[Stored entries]
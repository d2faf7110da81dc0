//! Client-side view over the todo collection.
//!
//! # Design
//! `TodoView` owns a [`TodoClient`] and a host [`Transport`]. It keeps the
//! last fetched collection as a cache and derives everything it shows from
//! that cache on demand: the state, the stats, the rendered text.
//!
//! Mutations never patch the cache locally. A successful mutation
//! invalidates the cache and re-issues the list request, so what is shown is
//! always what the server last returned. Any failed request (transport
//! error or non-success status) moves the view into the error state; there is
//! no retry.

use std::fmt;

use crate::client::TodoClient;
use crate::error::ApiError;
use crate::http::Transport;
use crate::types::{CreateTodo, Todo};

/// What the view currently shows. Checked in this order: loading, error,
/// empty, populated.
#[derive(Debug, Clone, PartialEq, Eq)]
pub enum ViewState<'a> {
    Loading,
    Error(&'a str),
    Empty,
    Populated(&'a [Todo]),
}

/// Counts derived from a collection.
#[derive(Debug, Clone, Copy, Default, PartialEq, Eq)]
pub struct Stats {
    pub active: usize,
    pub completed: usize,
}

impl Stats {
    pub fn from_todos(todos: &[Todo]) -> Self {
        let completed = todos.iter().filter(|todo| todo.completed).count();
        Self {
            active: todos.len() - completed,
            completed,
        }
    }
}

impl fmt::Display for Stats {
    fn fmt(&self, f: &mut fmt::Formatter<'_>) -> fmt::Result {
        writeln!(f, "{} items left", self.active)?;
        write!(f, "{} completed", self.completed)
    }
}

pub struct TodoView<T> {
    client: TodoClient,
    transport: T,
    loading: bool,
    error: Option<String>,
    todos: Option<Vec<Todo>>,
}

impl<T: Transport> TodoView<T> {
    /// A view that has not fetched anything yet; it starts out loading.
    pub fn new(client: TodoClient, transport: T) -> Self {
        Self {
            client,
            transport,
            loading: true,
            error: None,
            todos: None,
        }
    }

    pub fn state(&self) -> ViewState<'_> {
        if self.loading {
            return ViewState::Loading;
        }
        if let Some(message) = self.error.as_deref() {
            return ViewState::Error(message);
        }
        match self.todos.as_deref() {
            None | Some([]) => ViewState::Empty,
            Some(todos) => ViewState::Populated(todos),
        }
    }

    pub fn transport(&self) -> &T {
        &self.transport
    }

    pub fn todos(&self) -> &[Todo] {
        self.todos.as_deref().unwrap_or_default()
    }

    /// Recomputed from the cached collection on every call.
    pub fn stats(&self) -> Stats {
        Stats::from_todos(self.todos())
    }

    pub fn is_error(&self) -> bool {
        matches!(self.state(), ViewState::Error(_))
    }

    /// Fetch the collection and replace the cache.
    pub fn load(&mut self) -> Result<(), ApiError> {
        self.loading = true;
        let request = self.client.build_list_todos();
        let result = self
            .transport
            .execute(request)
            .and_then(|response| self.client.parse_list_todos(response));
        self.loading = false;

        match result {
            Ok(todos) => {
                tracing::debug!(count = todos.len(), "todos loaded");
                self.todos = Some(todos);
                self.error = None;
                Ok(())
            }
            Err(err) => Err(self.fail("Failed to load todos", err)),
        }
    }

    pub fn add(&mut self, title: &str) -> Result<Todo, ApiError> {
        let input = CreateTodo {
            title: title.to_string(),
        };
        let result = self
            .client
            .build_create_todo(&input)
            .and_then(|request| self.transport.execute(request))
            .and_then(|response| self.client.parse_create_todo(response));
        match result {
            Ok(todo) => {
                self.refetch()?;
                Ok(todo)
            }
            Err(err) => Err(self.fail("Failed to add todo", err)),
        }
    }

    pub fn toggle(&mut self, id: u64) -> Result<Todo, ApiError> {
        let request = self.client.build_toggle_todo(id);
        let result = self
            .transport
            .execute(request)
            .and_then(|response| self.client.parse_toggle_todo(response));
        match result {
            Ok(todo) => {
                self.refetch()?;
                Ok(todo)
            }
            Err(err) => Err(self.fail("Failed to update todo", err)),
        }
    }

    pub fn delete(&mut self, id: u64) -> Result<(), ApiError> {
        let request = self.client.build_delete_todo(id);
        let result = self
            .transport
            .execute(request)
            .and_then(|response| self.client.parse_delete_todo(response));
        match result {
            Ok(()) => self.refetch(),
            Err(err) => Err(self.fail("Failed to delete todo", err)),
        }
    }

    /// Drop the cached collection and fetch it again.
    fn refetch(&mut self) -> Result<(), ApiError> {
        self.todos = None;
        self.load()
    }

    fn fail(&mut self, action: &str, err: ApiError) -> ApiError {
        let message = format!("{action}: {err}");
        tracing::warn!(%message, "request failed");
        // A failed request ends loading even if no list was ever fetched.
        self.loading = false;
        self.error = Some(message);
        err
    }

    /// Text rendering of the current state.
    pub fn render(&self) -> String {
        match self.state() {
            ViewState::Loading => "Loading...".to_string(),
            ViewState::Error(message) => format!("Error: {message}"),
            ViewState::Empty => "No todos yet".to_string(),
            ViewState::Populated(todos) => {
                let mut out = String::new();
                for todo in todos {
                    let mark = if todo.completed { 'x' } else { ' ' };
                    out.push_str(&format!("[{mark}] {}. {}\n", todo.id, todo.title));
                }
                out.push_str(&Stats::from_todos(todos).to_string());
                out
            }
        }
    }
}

**What the task asks**
Repeat the entries above exactly, from the first line through the line containing "it shows from".

**Output below**
repository d2faf7110da81dc0
//! Client-side view over the todo collection.
//!
//! # Design
//! `TodoView` owns a [`TodoClient`] and a host [`Transport`]. It keeps the
//! last fetched collection as a cache and derives everything it shows from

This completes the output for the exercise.